- Hosted by: Michelle Hunziker & Carsten Spengemann
- Judges: Dieter Bohlen Thomas Bug Shona Fraser Thomas Stein
- Winner: Elli Erl
- Runner-up: Denise Tillmanns

Release
- Original network: RTL
- Original release: 3 September 2003 – 13 March 2004

Season chronology
- ← Previous Season 1Next → Season 3

= Deutschland sucht den Superstar season 2 =

Season of television series

The second season of Deutschland sucht den Superstar premiered in September 2003 and continued until 13 March 2004. It was won by Elli Erl. The season was co-hosted by Michelle Hunziker and Carsten Spengemann.

==Finals==
===Finalists===
(Ages stated at time of contest)

| Contestant | Age | Hometown | Voted off | Liveshow theme |
| Elli Erl | 24 | Straubing | Winner | Grand Finale |
| Denise Tillmanns | 19 | Geilenkirchen | 8 March 2004 |
| Philippe Bühler | 22 | Friedrichshafen | 21 February 2004 | The 60s |
| Benjamin Martell | 23 | Duisburg | 14 February 2004 | Judges' Choice |
| Gunther Göbbel | 24 | Nuremberg | 7 February 2004 | Movies |
| Anke Wagner | 28 | Trier | 31 January 2004 | The 70s |
| Aida Ilijasevic | 27 | Münster | 17 January 2004 | Big Band |
| Judith Burmeister | 17 | Berlin | 10 January 2004 | Elton John & Madonna |
| Kemi Awosogba | 20 | Gronau | 20 December 2003 | Christmas Songs |
| Lorenzo Woodard | 19 | Ravensgiersburg | 13 December 2003 | My Birth Year |
| Steffen Frommberger | 21 | Schonstedt | 29 November 2003 | Rock and Pop Ballads |
| Jessica Houston | 19 | Karlsruhe | 22 November 2003 | My Superstar |
| Ricky Ord | 24 | Detmold |

===Live show details===
====Heat 1 (8 October 2003)====

| Order | Artist | Song (original artists) | Result |
|---|---|---|---|
| 1 | John Patrick | "I'll Make Love to You" (Boyz II Men) | Eliminated |
| 2 | Marc | "All or Nothing" (O-Town) | Eliminated |
| 3 | Sabine | "Time After Time" (Cyndi Lauper) | Eliminated |
| 4 | Denise Tillmanns | "There You'll Be" (Faith Hill) | Advanced |
| 5 | Mine | "Ain't No Sunshine" (Bill Withers) | Eliminated |
| 6 | Sascha Schmitz | "If I Never Knew You" (Jon Secada & Shanice) | Eliminated |
| 7 | Michael Löw | "Forever Love" (Gary Barlow) | Eliminated |
| 8 | Kristina Dörfer | "Beautiful" (Christina Aguilera) | Eliminated |
| 9 | Philippe Bühler | "I'll Be There" (The Jackson 5) | Eliminated |
| 10 | Jessica Houston | "Because You Loved Me" (Celine Dion) | Advanced |

- Notes
- Jessica Houston and Denise Tillmanns advanced to the top 13 of the competition. The other 8 contestants were eliminated.
- Michael and Philippe returned for a second chance at the top 13 in the Wildcard Round.

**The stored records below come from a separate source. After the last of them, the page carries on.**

use clap::Parser;
use wasm_bindgen::prelude::*;

mod app;
mod dispatch;
mod socket;

#[derive(Parser, Debug)]
#[command(version, about, long_about = None)]
pub(crate) struct Args {
    /// What log level to use
    #[command(flatten)]
    verbose: clap_verbosity_flag::Verbosity,

    /// Where to fetch the puzzle document from
    #[arg(short, long, default_value = cluegrid_core::DEFAULT_PUZZLE_URL)]
    puzzle: String,

    /// Collaborator channel; edits stay local without it
    #[arg(short, long)]
    socket: Option<String>,
}

impl Args {
    /// Reads `#-v&--puzzle=...&--socket=...` style arguments.
    fn from_location_hash(hash: &str) -> Result<Self, clap::Error> {
        Self::try_parse_from(hash.split(['#', '&']))
    }
}

#[wasm_bindgen(start)]
pub fn run_app() {
    use gloo::utils::{document, window};

    #[cfg(feature = "console_error_panic_hook")]
    {
        console_error_panic_hook::set_once();
    }

    let location_hash = window()
        .location()
        .hash()
        .unwrap_or_else(|_| "".to_string());

    let args = Args::from_location_hash(&location_hash).expect("Could not parse args");
    if let Some(log_level) = args.verbose.log_level() {
        console_log::init_with_level(log_level).expect("Error initializing logger");
    }
    log::debug!("puzzle: {}, socket: {:?}", args.puzzle, args.socket);

    let root = document()
        .get_element_by_id("cluegrid")
        .expect("Could not find id=\"cluegrid\" element");

    log::debug!("App started");
    yew::Renderer::<app::PuzzleView>::with_root_and_props(root, args.into()).render();
}

#[cfg(test)]
mod tests {
    use super::*;

    #[test]
    fn empty_hash_uses_defaults() {
        let args = Args::from_location_hash("").unwrap();

        assert_eq!(args.puzzle, cluegrid_core::DEFAULT_PUZZLE_URL);
        assert_eq!(args.socket, None);
    }

    #[test]
    fn hash_carries_puzzle_and_socket() {
        let args =
            Args::from_location_hash("#--puzzle=data/Oct07-2019.json&--socket=wss://example.test/room")
                .unwrap();

        assert_eq!(args.puzzle, "data/Oct07-2019.json");
        assert_eq!(args.socket.as_deref(), Some("wss://example.test/room"));
    }
}
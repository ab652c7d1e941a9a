use alloc::vec::Vec;
use cluegrid_protocol::{CellRecord, ClueRecord, InfoRecord, PuzzleDocument};

use crate::*;

impl TryFrom<PuzzleDocument> for PuzzleState {
    type Error = PuzzleError;

    fn try_from(document: PuzzleDocument) -> Result<Self> {
        let PuzzleDocument {
            clues,
            grid,
            size,
            info,
        } = document;

        let row_count = usize::try_from(size.rows).map_err(|_| PuzzleError::InvalidGridShape)?;
        let col_count = usize::try_from(size.cols).map_err(|_| PuzzleError::InvalidGridShape)?;
        if grid.len() != row_count || grid.iter().any(|row| row.len() != col_count) {
            return Err(PuzzleError::InvalidGridShape);
        }

        let rows = grid
            .into_iter()
            .map(|row| row.into_iter().map(cell_from_record).collect::<Result<Vec<_>>>())
            .collect::<Result<Vec<_>>>()?;
        let clues = clues
            .into_iter()
            .enumerate()
            .map(|(index, record)| clue_from_record(index, record))
            .collect::<Result<Vec<_>>>()?;

        PuzzleState::new(
            Grid::from_rows(rows)?,
            ClueDirectory::new(clues),
            info_from_record(info),
        )
    }
}

fn cell_from_record(record: CellRecord) -> Result<Cell> {
    let (row, col) = coords_from_wire(RowCol {
        row: record.row,
        col: record.col,
    })
    .ok_or(PuzzleError::InvalidCoords)?;
    let solution = record
        .solution
        .chars()
        .next()
        .ok_or(PuzzleError::EmptySolution { row, col })?;

    Ok(Cell {
        solution,
        row,
        col,
        grid_number: record.grid_number,
        across_clue_index: record.across_clue_index,
        down_clue_index: record.down_clue_index,
        entry: None,
        old_entry: None,
    })
}

/// Wire clue starts are 1-indexed.
fn clue_from_record(index: ClueIndex, record: ClueRecord) -> Result<Clue> {
    let start_row = record.start_row.checked_sub(1);
    let start_col = record.start_col.checked_sub(1);
    let (Some(row), Some(col)) = (start_row, start_col) else {
        return Err(PuzzleError::InvalidClueStart(index));
    };
    let (start_row, start_col) =
        coords_from_wire(RowCol { row, col }).ok_or(PuzzleError::InvalidClueStart(index))?;

    Ok(Clue {
        start_row,
        start_col,
        solution: record.solution,
        direction: record.direction,
        grid_number: record.number,
        text: record.text,
    })
}

fn info_from_record(record: InfoRecord) -> PuzzleInfo {
    let InfoRecord {
        date,
        title,
        author,
        editor,
        copyright,
    } = record;
    PuzzleInfo {
        date,
        title,
        author,
        editor,
        copyright,
    }
}

/// Decodes and validates a puzzle document in one step.
pub fn load_puzzle(text: &str) -> core::result::Result<PuzzleState, LoadError> {
    let document = cluegrid_protocol::decode_document(text)?;
    Ok(PuzzleState::try_from(document)?)
}

#[cfg(test)]
pub(crate) mod tests {
    use super::*;

    /// ```text
    /// C A T
    /// A . O
    /// B E E
    /// ```
    pub(crate) const SAMPLE: &str = r#"{
        "clues": [
            {"start_col": 1, "start_row": 1, "solution": "CAT", "direction": "Across", "number": 1, "text": "Feline"},
            {"start_col": 1, "start_row": 1, "solution": "CAB", "direction": "Down", "number": 1, "text": "Taxi"},
            {"start_col": 3, "start_row": 1, "solution": "TOE", "direction": "Down", "number": 2, "text": "Foot digit"},
            {"start_col": 1, "start_row": 3, "solution": "BEE", "direction": "Across", "number": 3, "text": "Honey maker"}
        ],
        "grid": [
            [
                {"solution": "C", "row": 0, "col": 0, "grid_number": 1, "across_clue_index": 0, "down_clue_index": 1},
                {"solution": "A", "row": 0, "col": 1, "grid_number": null, "across_clue_index": 0, "down_clue_index": null},
                {"solution": "T", "row": 0, "col": 2, "grid_number": 2, "across_clue_index": 0, "down_clue_index": 2}
            ],
            [
                {"solution": "A", "row": 1, "col": 0, "grid_number": null, "across_clue_index": null, "down_clue_index": 1},
                {"solution": ".", "row": 1, "col": 1, "grid_number": null, "across_clue_index": null, "down_clue_index": null},
                {"solution": "O", "row": 1, "col": 2, "grid_number": null, "across_clue_index": null, "down_clue_index": 2}
            ],
            [
                {"solution": "B", "row": 2, "col": 0, "grid_number": 3, "across_clue_index": 3, "down_clue_index": 1},
                {"solution": "E", "row": 2, "col": 1, "grid_number": null, "across_clue_index": 3, "down_clue_index": null},
                {"solution": "E", "row": 2, "col": 2, "grid_number": null, "across_clue_index": 3, "down_clue_index": 2}
            ]
        ],
        "size": {"rows": 3, "cols": 3},
        "info": {"date": "Oct 7, 2019", "title": "Tiny", "author": "Setter", "editor": "Editor", "copyright": "None"}
    }"#;

    #[test]
    fn load_puzzle_decrements_clue_starts() {
        let puzzle = load_puzzle(SAMPLE).unwrap();

        let bee = puzzle.clues().get(3).unwrap();
        assert_eq!(bee.start(), (2, 0));
        assert_eq!(bee.direction, Direction::Across);
        assert_eq!(puzzle.size(), PuzzleSize { rows: 3, cols: 3 });
        assert_eq!(puzzle.info().title, "Tiny");
        assert!(puzzle.grid().is_blocked((1, 1)));
        assert_eq!(puzzle.active_cell(), None);
        assert_eq!(puzzle.modal(), Modal::Empty);
    }

    #[test]
    fn load_puzzle_rejects_size_mismatch() {
        let text = SAMPLE.replace(r#""rows": 3"#, r#""rows": 4"#);

        assert_eq!(
            load_puzzle(&text),
            Err(LoadError::Invalid(PuzzleError::InvalidGridShape))
        );
    }

    #[test]
    fn load_puzzle_rejects_zero_based_clue_start() {
        let text = SAMPLE.replace(
            r#"{"start_col": 1, "start_row": 3"#,
            r#"{"start_col": 0, "start_row": 3"#,
        );

        assert_eq!(
            load_puzzle(&text),
            Err(LoadError::Invalid(PuzzleError::InvalidClueStart(3)))
        );
    }

    #[test]
    fn load_puzzle_rejects_dangling_clue_index() {
        let text = SAMPLE.replace(
            r#""across_clue_index": 3, "down_clue_index": 1"#,
            r#""across_clue_index": 9, "down_clue_index": 1"#,
        );

        assert_eq!(
            load_puzzle(&text),
            Err(LoadError::Invalid(PuzzleError::ClueIndexOutOfRange(9)))
        );
    }

    #[test]
    fn load_puzzle_reports_malformed_json_as_decode_error() {
        assert!(matches!(load_puzzle("{"), Err(LoadError::Decode(_))));
    }
}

====Heat 2 (15 October 2003)====

| Order | Artist | Song (original artists) | Result |
|---|---|---|---|
| 1 | Bendix Amonat | "Don't Let the Sun Go Down on Me" (Elton John) | Eliminated |
| 2 | Veronika S. | "My All" (Mariah Carey) | Eliminated |
| 3 | Dennis W. | "All Out of Love" (Air Supply) | Eliminated |
| 4 | Khanh Nguyen | "You've Got a Friend" (Carole King) | Eliminated |
| 5 | Judith Burmeister | "I Will Always Love You" (Whitney Houston) | Advanced |
| 6 | Jenny Gerdts | "I'm Like a Bird" (Nelly Furtado) | Eliminated |
| 7 | Stefan Neubacher | "Your Song" (Elton John) | Eliminated |
| 8 | Ricky Ord | "Hello" (Lionel Richie) | Advanced |
| 9 | Jenny Adler | "Rise" (Gabrielle) | Eliminated |
| 10 | Roger Moore | "Heaven" (Bryan Adams) | Eliminated |

- Notes
- Judith Burmeister and Ricky Ord advanced to the top 13 of the competition. The other 8 contestants were eliminated.
- Bendix, Stefan, Jenny A. and Roger returned for a second chance at the top 13 in the Wildcard Round.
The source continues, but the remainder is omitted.